The disaffiliation of eight churches was approved by lay and clergy members of Northern Illinois Conference of The United Methodist Church (UMC) in its 184th annual session June 6 at Schaumburg Convention Center.
These churches had signed disaffiliating agreements with the conference and were eligible for consideration: Calvary UMC and Willow UMC in Stockton, McConnell UMC, Faith Evangelical UMC, Elmhurst; Fenton UMC, Plano UMC, Van Brocklin-Florence UMC in Freeport; and La Luz UMC, Elgin.
Earlier this year, 18 churches expressed interest in disaffiliating. Ten of these took the step of taking a church-wide vote on the decision. Eight have signed disaffiliation agreements.
These churches had completed all the steps toward disaffiliation as required by ¶ 2553 of The United Methodist Book of Discipline. They demonstrated that they have the means to fulfill the financial requirements of the agreement.

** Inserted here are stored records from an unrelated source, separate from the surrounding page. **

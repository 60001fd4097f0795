use serde_json::{Map, Value};
use std::io;

/// Write output as CSV to stdout.
///
/// Frontier results become one row per sample; portfolio results one row per
/// (portfolio, asset) weight; anything else a two-column field/value listing.
pub fn print_csv(value: &Value) {
    let stdout = io::stdout();
    let mut wtr = csv::Writer::from_writer(stdout.lock());

    let result = value
        .as_object()
        .and_then(|m| m.get("result"))
        .unwrap_or(value);

    match result {
        Value::Object(map) => {
            if let Some(Value::Array(samples)) = map.get("samples") {
                write_array_csv(&mut wtr, samples);
            } else if map.contains_key("optimal_portfolio") {
                write_weights_csv(&mut wtr, map);
            } else {
                let _ = wtr.write_record(["field", "value"]);
                for (key, val) in map {
                    let _ = wtr.write_record([key.as_str(), &format_csv_value(val)]);
                }
            }
        }
        Value::Array(arr) => {
            write_array_csv(&mut wtr, arr);
        }
        _ => {
            let _ = wtr.write_record([&format_csv_value(result)]);
        }
    }

    let _ = wtr.flush();
}

fn write_weights_csv<W: io::Write>(wtr: &mut csv::Writer<W>, result: &Map<String, Value>) {
    let _ = wtr.write_record([
        "portfolio",
        "ticker",
        "weight",
        "contribution_to_return",
        "contribution_to_risk",
    ]);
    for key in ["optimal_portfolio", "minimum_risk_portfolio"] {
        let Some(Value::Array(weights)) = result.get(key).and_then(|p| p.get("weights")) else {
            continue;
        };
        for w in weights {
            let field = |name: &str| w.get(name).map(format_csv_value).unwrap_or_default();
            let _ = wtr.write_record([
                key.to_string(),
                field("ticker"),
                field("weight"),
                field("contribution_to_return"),
                field("contribution_to_risk"),
            ]);
        }
    }
}

fn write_array_csv<W: io::Write>(wtr: &mut csv::Writer<W>, arr: &[Value]) {
    if arr.is_empty() {
        return;
    }

    if let Some(Value::Object(first)) = arr.first() {
        let headers: Vec<&str> = first.keys().map(|k| k.as_str()).collect();
        let _ = wtr.write_record(&headers);

        for item in arr {
            if let Value::Object(map) = item {
                let row: Vec<String> = headers
                    .iter()
                    .map(|h| map.get(*h).map(format_csv_value).unwrap_or_default())
                    .collect();
                let _ = wtr.write_record(&row);
            }
        }
    } else {
        for item in arr {
            let _ = wtr.write_record([&format_csv_value(item)]);
        }
    }
}

fn format_csv_value(value: &Value) -> String {
    match value {
        Value::String(s) => s.clone(),
        Value::Number(n) => n.to_string(),
        Value::Bool(b) => b.to_string(),
        Value::Null => String::new(),
        _ => serde_json::to_string(value).unwrap_or_default(),
    }
}

#[cfg(test)]
mod tests {
    use super::*;
    use pretty_assertions::assert_eq;

    #[test]
    fn test_weights_rows_skip_failed_portfolio() {
        let result = serde_json::json!({
            "optimal_portfolio": { "status": "failed", "reason": "did not converge" },
            "minimum_risk_portfolio": {
                "status": "converged",
                "weights": [
                    { "ticker": "A", "weight": 0.7, "contribution_to_return": 0.07, "contribution_to_risk": 0.1 }
                ]
            }
        });
        let mut wtr = csv::Writer::from_writer(Vec::new());
        write_weights_csv(&mut wtr, result.as_object().unwrap());
        let text = String::from_utf8(wtr.into_inner().unwrap()).unwrap();
        let lines: Vec<&str> = text.lines().collect();
        assert_eq!(lines.len(), 2);
        assert_eq!(lines[1], "minimum_risk_portfolio,A,0.7,0.07,0.1");
    }
}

Approval of these disaffiliations is contingent on the churches’ completing all the terms by June 30. The approval will be null and void for churches that don’t make the June 30 deadline.
The significance of disaffiliation in the UMC (a world-wide denomination comprising 13 million members) is that for the first time, the UMC has provided a process through which churches may leave the denomination with their property. Annual conferences, which are regional bodies of the UMC, may add requirements to the minimum conditions set forth in ¶ 2553.
This process, which will expire December 31, came out of the denomination’s 2019 General Conference in response to a decades-long conflict over the role and status of LGBTQ people in the denomination. At this time, the Book of Discipline, which contains the denomination’s policies and procedures, prohibits the ordination of “self-avowed, practicing homosexuals” and disallows clergy from conducting marriages of same-sex couples (churches are prohibited from being to such marriages). All of the relevant rules can be found here.
Churches that, for reason of conscience related to these matters, may pursue disaffiliation. The new rule in ¶ 2553 sets aside the trust clause for such churches if they fulfill the process requirements.
Those that successfully disaffiliate become independent until or unless they decide to unite with another denomination. They are no longer accountable to their former annual conference nor eligible for services from it.
Rev. Nancy Blade, chair of the NIC Board of Trustees, explained to conference members in detail the steps that the NIC staff and inquiring churches took and the precise decisions that had to be made before a disaffiliation agreement was prepared.
Bishop Dan Schwerin, the spiritual leader of the NIC, thanked conference members for holding these churches in their prayers.
“We bless the work these churches have done and the parting of long-time congregations,” he said.
Following the vote, conference members joined in a litany, in which they acknowledged that they are siblings in Christ with those who are leaving. They also recited Ephesians 4:4-6: “There is one body and one Spirit, just as you were called to the one hope of your calling, one Lord, one faith, one baptism, one God and Father of all, who is above all and through all and in all.”
“We part with mercy,” the conference members prayed. “We commend to Almighty God our siblings in the Holy Spirit.”
Then Bishop Schwerin prayed that God would “heal the scars of our division. Raise us to new life. Bind the wounds of the brokenhearted.”